DESCRIPTION OF THE TASK> Among the entries, which lines carry the string "enum"? Copy every one.

RECORDS TO USE>
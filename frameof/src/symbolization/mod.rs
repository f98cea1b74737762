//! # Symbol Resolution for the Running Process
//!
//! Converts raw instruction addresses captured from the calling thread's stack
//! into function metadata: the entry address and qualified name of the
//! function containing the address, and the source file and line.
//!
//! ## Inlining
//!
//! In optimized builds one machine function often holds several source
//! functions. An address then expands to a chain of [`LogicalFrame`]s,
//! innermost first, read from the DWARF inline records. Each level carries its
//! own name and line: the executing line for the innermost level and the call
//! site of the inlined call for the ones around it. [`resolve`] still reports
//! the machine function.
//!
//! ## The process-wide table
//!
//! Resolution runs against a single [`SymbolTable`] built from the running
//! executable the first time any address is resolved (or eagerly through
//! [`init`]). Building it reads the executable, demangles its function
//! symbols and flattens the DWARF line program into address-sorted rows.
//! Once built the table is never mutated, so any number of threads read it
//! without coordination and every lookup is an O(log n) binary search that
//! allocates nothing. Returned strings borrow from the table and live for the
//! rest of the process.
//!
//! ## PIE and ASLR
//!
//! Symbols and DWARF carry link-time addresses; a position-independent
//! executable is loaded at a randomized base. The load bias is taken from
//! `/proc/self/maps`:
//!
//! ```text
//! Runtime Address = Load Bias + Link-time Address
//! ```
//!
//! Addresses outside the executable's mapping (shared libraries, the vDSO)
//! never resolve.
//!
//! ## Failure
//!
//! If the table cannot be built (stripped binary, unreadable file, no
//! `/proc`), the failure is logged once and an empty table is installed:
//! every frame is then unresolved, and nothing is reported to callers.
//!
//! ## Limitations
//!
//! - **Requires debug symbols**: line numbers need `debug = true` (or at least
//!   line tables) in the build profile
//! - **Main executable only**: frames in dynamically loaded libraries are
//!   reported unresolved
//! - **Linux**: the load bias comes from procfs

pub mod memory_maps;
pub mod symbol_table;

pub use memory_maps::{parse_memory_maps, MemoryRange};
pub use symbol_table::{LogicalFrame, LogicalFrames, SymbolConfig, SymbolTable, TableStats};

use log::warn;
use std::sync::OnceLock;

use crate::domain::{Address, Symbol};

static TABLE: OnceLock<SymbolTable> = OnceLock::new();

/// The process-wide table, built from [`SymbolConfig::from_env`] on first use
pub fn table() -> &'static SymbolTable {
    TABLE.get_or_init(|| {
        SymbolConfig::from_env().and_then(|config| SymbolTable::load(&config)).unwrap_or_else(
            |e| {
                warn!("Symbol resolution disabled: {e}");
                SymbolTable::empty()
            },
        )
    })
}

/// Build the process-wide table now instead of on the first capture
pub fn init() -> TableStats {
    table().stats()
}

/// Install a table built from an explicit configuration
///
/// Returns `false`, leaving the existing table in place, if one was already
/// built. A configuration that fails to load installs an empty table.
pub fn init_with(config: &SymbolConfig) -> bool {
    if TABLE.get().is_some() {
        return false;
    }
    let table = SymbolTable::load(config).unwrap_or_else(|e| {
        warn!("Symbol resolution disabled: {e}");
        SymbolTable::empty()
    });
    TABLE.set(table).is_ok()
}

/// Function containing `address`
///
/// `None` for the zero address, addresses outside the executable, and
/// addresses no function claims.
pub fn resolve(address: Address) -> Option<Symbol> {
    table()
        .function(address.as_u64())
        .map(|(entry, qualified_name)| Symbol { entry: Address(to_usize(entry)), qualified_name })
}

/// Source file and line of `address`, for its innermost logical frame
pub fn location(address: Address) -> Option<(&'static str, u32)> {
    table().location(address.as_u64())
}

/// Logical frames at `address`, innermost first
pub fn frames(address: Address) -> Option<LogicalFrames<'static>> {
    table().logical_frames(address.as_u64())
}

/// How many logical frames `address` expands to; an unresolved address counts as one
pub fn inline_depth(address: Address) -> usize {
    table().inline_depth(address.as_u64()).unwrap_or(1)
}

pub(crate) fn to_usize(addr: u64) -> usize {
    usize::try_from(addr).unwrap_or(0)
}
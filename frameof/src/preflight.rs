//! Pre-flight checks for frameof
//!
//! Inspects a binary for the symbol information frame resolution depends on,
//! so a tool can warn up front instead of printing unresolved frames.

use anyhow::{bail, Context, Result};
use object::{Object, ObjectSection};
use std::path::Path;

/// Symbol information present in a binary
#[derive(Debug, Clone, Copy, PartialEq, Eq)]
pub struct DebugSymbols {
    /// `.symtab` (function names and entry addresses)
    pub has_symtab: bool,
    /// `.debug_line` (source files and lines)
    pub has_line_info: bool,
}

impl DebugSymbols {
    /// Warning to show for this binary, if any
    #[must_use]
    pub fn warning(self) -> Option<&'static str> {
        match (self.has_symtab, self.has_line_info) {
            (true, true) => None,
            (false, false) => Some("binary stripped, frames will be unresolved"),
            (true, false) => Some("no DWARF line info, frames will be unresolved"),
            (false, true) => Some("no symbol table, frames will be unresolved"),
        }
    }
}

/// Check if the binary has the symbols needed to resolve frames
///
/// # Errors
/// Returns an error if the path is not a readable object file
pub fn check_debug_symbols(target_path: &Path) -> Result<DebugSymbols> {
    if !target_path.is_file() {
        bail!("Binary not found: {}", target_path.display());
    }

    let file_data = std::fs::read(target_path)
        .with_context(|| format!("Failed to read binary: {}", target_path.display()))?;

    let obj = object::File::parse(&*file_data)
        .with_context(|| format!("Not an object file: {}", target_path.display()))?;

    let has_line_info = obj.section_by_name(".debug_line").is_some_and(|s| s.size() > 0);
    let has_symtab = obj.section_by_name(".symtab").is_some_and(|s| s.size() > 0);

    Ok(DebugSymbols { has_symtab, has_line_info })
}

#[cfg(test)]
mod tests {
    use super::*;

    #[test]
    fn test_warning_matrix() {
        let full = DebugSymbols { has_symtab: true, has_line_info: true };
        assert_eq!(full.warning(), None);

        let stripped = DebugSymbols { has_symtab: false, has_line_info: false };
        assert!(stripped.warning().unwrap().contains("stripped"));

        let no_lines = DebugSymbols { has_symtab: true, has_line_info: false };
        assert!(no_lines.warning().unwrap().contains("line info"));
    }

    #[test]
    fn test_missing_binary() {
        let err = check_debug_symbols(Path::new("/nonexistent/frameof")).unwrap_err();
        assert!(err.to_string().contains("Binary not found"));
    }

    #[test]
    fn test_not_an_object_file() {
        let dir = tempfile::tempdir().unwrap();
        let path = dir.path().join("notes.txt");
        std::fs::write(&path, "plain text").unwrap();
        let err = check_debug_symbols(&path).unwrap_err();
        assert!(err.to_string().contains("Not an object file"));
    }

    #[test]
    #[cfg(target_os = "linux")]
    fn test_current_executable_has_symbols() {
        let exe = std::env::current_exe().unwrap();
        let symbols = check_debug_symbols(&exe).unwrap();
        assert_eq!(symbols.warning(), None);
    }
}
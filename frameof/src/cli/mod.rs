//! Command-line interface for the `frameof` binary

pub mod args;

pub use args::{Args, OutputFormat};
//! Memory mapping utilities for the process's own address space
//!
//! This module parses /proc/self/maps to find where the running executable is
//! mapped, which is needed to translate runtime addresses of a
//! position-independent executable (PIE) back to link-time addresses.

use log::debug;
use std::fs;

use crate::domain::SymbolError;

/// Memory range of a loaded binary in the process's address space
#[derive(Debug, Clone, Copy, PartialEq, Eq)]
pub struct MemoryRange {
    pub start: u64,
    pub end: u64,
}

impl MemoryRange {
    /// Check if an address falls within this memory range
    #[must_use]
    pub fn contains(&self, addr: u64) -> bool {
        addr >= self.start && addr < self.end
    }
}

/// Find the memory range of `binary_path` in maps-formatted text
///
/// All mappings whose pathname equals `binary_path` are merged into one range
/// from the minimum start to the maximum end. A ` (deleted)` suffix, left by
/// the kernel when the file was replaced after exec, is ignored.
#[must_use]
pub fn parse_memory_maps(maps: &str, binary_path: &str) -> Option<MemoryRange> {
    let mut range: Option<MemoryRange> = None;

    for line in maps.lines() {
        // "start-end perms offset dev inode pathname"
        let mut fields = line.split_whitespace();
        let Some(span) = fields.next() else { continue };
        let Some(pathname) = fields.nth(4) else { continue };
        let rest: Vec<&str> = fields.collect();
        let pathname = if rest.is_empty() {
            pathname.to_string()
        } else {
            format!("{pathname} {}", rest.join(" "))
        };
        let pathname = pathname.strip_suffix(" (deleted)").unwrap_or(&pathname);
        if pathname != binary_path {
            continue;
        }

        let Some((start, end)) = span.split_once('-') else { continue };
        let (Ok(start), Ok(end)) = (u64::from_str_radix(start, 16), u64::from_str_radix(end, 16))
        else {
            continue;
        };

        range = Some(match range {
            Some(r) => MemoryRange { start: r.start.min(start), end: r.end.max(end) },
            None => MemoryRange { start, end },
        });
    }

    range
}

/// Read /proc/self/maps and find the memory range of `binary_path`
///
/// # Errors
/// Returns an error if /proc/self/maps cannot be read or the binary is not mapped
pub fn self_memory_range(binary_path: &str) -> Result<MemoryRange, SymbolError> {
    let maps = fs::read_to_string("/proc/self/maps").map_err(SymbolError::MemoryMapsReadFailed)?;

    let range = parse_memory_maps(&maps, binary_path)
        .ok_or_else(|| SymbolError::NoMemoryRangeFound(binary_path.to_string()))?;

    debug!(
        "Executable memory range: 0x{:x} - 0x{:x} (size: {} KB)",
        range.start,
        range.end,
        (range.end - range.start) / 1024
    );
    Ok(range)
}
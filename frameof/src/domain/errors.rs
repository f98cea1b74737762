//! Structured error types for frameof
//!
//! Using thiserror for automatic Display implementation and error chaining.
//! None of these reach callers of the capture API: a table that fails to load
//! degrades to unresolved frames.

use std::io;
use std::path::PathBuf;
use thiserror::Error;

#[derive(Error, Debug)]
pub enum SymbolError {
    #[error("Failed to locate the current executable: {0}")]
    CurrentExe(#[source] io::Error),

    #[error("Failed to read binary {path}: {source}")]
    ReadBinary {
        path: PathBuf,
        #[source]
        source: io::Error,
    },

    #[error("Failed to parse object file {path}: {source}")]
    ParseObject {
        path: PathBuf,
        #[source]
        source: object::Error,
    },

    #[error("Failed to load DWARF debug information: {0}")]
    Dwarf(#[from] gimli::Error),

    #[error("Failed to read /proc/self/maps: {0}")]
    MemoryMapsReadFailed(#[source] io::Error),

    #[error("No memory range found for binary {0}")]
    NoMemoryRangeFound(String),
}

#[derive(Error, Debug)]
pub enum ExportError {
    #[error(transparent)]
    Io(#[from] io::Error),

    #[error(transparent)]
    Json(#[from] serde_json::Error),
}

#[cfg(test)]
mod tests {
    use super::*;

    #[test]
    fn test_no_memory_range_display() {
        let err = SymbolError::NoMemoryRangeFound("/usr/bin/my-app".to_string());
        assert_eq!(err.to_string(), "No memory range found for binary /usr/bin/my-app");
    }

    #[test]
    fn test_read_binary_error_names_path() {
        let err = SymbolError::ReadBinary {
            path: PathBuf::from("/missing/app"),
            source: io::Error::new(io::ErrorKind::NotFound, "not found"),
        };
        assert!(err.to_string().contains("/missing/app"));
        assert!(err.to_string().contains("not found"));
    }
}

REPLY TO THE EXERCISE>
pub enum SymbolError {
pub enum ExportError {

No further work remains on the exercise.